++++ Source material ++++

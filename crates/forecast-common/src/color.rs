//! RGBA colors with hex string parsing.

use serde::{Deserialize, Deserializer, Serialize, Serializer};
use std::fmt;
use std::str::FromStr;

/// Color value in RGBA format
#[derive(Debug, Clone, Copy, PartialEq, Eq, Hash)]
pub struct Color {
    pub r: u8,
    pub g: u8,
    pub b: u8,
    pub a: u8,
}

impl Color {
    pub const TRANSPARENT: Color = Color::new(0, 0, 0, 0);

    pub const fn new(r: u8, g: u8, b: u8, a: u8) -> Self {
        Self { r, g, b, a }
    }

    pub const fn rgb(r: u8, g: u8, b: u8) -> Self {
        Self { r, g, b, a: 255 }
    }

    pub fn is_transparent(&self) -> bool {
        self.a == 0
    }

    /// Parse `#rrggbb` or `#rrggbbaa` (the leading `#` is optional).
    pub fn from_hex(hex: &str) -> Option<Self> {
        let hex = hex.trim_start_matches('#');
        if !hex.bytes().all(|b| b.is_ascii_hexdigit()) {
            return None;
        }
        let channel = |i: usize| u8::from_str_radix(&hex[i..i + 2], 16).ok();

        match hex.len() {
            6 => Some(Self::rgb(channel(0)?, channel(2)?, channel(4)?)),
            8 => Some(Self::new(channel(0)?, channel(2)?, channel(4)?, channel(6)?)),
            _ => None,
        }
    }

    /// `#rrggbb` for opaque colors, `#rrggbbaa` otherwise.
    pub fn to_hex(&self) -> String {
        if self.a == 255 {
            format!("#{:02x}{:02x}{:02x}", self.r, self.g, self.b)
        } else {
            format!("#{:02x}{:02x}{:02x}{:02x}", self.r, self.g, self.b, self.a)
        }
    }

    pub fn to_rgba(&self) -> [u8; 4] {
        [self.r, self.g, self.b, self.a]
    }
}

impl fmt::Display for Color {
    fn fmt(&self, f: &mut fmt::Formatter<'_>) -> fmt::Result {
        f.write_str(&self.to_hex())
    }
}

#[derive(Debug, Clone, PartialEq, thiserror::Error)]
#[error("invalid hex color: {0}")]
pub struct ColorParseError(pub String);

impl FromStr for Color {
    type Err = ColorParseError;

    fn from_str(s: &str) -> Result<Self, Self::Err> {
        Self::from_hex(s).ok_or_else(|| ColorParseError(s.to_string()))
    }
}

impl Serialize for Color {
    fn serialize<S: Serializer>(&self, serializer: S) -> Result<S::Ok, S::Error> {
        serializer.serialize_str(&self.to_hex())
    }
}

impl<'de> Deserialize<'de> for Color {
    fn deserialize<D: Deserializer<'de>>(deserializer: D) -> Result<Self, D::Error> {
        let raw = String::deserialize(deserializer)?;
        raw.parse().map_err(serde::de::Error::custom)
    }
}
//! Error types for raster decoding.

use thiserror::Error;

/// Errors that can occur while turning a fetched payload into a [`RasterGrid`](crate::RasterGrid).
#[derive(Error, Debug, Clone, PartialEq)]
pub enum DecodeError {
    /// The payload is not a readable TIFF.
    #[error("malformed TIFF payload: {0}")]
    Malformed(String),

    /// The image has zero width or height.
    #[error("raster has no cells ({width}x{height})")]
    Empty { width: u32, height: u32 },

    /// A required GeoTIFF tag is absent.
    #[error("missing georeferencing tag: {0}")]
    MissingGeoreference(&'static str),

    /// GeoTIFF tags are present but describe an unusable grid.
    #[error("invalid georeferencing: {0}")]
    InvalidGeoreference(String),

    /// Header dimensions disagree with the number of decoded samples.
    #[error("header declares {expected} cells but payload holds {actual} samples")]
    DimensionMismatch { expected: usize, actual: usize },
}

impl DecodeError {
    /// Create a Malformed error.
    pub fn malformed(msg: impl Into<String>) -> Self {
        Self::Malformed(msg.into())
    }

    /// Create an InvalidGeoreference error.
    pub fn invalid_georeference(msg: impl Into<String>) -> Self {
        Self::InvalidGeoreference(msg.into())
    }
}

impl From<tiff::TiffError> for DecodeError {
    fn from(err: tiff::TiffError) -> Self {
        Self::Malformed(err.to_string())
    }
}

impl From<forecast_common::BoundsError> for DecodeError {
    fn from(err: forecast_common::BoundsError) -> Self {
        Self::InvalidGeoreference(err.to_string())
    }
}

/// Result type for raster operations.
pub type Result<T> = std::result::Result<T, DecodeError>;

++++

__Exercise description__:
Copy all of the listing above exactly, please.

__Reply__:
filename crates/forecast-common/src/color.rs
//! RGBA colors with hex string parsing.

use serde::{Deserialize, Deserializer, Serialize, Serializer};
use std::fmt;
use std::str::FromStr;

/// Color value in RGBA format
#[derive(Debug, Clone, Copy, PartialEq, Eq, Hash)]
pub struct Color {
    pub r: u8,
    pub g: u8,
    pub b: u8,
    pub a: u8,
}

impl Color {
    pub const TRANSPARENT: Color = Color::new(0, 0, 0, 0);

    pub const fn new(r: u8, g: u8, b: u8, a: u8) -> Self {
        Self { r, g, b, a }
    }

    pub const fn rgb(r: u8, g: u8, b: u8) -> Self {
        Self { r, g, b, a: 255 }
    }

    pub fn is_transparent(&self) -> bool {
        self.a == 0
    }

    /// Parse `#rrggbb` or `#rrggbbaa` (the leading `#` is optional).
    pub fn from_hex(hex: &str) -> Option<Self> {
        let hex = hex.trim_start_matches('#');
        if !hex.bytes().all(|b| b.is_ascii_hexdigit()) {
            return None;
        }
        let channel = |i: usize| u8::from_str_radix(&hex[i..i + 2], 16).ok();

        match hex.len() {
            6 => Some(Self::rgb(channel(0)?, channel(2)?, channel(4)?)),
            8 => Some(Self::new(channel(0)?, channel(2)?, channel(4)?, channel(6)?)),
            _ => None,
        }
    }

    /// `#rrggbb` for opaque colors, `#rrggbbaa` otherwise.
    pub fn to_hex(&self) -> String {
        if self.a == 255 {
            format!("#{:02x}{:02x}{:02x}", self.r, self.g, self.b)
        } else {
            format!("#{:02x}{:02x}{:02x}{:02x}", self.r, self.g, self.b, self.a)
        }
    }

    pub fn to_rgba(&self) -> [u8; 4] {
        [self.r, self.g, self.b, self.a]
    }
}

impl fmt::Display for Color {
    fn fmt(&self, f: &mut fmt::Formatter<'_>) -> fmt::Result {
        f.write_str(&self.to_hex())
    }
}

#[derive(Debug, Clone, PartialEq, thiserror::Error)]
#[error("invalid hex color: {0}")]
pub struct ColorParseError(pub String);

impl FromStr for Color {
    type Err = ColorParseError;

    fn from_str(s: &str) -> Result<Self, Self::Err> {
        Self::from_hex(s).ok_or_else(|| ColorParseError(s.to_string()))
    }
}

impl Serialize for Color {
    fn serialize<S: Serializer>(&self, serializer: S) -> Result<S::Ok, S::Error> {
        serializer.serialize_str(&self.to_hex())
    }
}

impl<'de> Deserialize<'de> for Color {
    fn deserialize<D: Deserializer<'de>>(deserializer: D) -> Result<Self, D::Error> {
        let raw = String::deserialize(deserializer)?;
        raw.parse().map_err(serde::de::Error::custom)
    }
}
//! Error types for raster decoding.

use thiserror::Error;

/// Errors that can occur while turning a fetched payload into a [`RasterGrid`](crate::RasterGrid).
#[derive(Error, Debug, Clone, PartialEq)]
pub enum DecodeError {
    /// The payload is not a readable TIFF.
    #[error("malformed TIFF payload: {0}")]
    Malformed(String),

    /// The image has zero width or height.
    #[error("raster has no cells ({width}x{height})")]
    Empty { width: u32, height: u32 },

    /// A required GeoTIFF tag is absent.
    #[error("missing georeferencing tag: {0}")]
    MissingGeoreference(&'static str),

    /// GeoTIFF tags are present but describe an unusable grid.
    #[error("invalid georeferencing: {0}")]
    InvalidGeoreference(String),

    /// Header dimensions disagree with the number of decoded samples.
    #[error("header declares {expected} cells but payload holds {actual} samples")]
    DimensionMismatch { expected: usize, actual: usize },
}

impl DecodeError {
    /// Create a Malformed error.
    pub fn malformed(msg: impl Into<String>) -> Self {
        Self::Malformed(msg.into())
    }

    /// Create an InvalidGeoreference error.
    pub fn invalid_georeference(msg: impl Into<String>) -> Self {
        Self::InvalidGeoreference(msg.into())
    }
}

impl From<tiff::TiffError> for DecodeError {
    fn from(err: tiff::TiffError) -> Self {
        Self::Malformed(err.to_string())
    }
}

impl From<forecast_common::BoundsError> for DecodeError {
    fn from(err: forecast_common::BoundsError) -> Self {
        Self::InvalidGeoreference(err.to_string())
    }
}

/// Result type for raster operations.
pub type Result<T> = std::result::Result<T, DecodeError>;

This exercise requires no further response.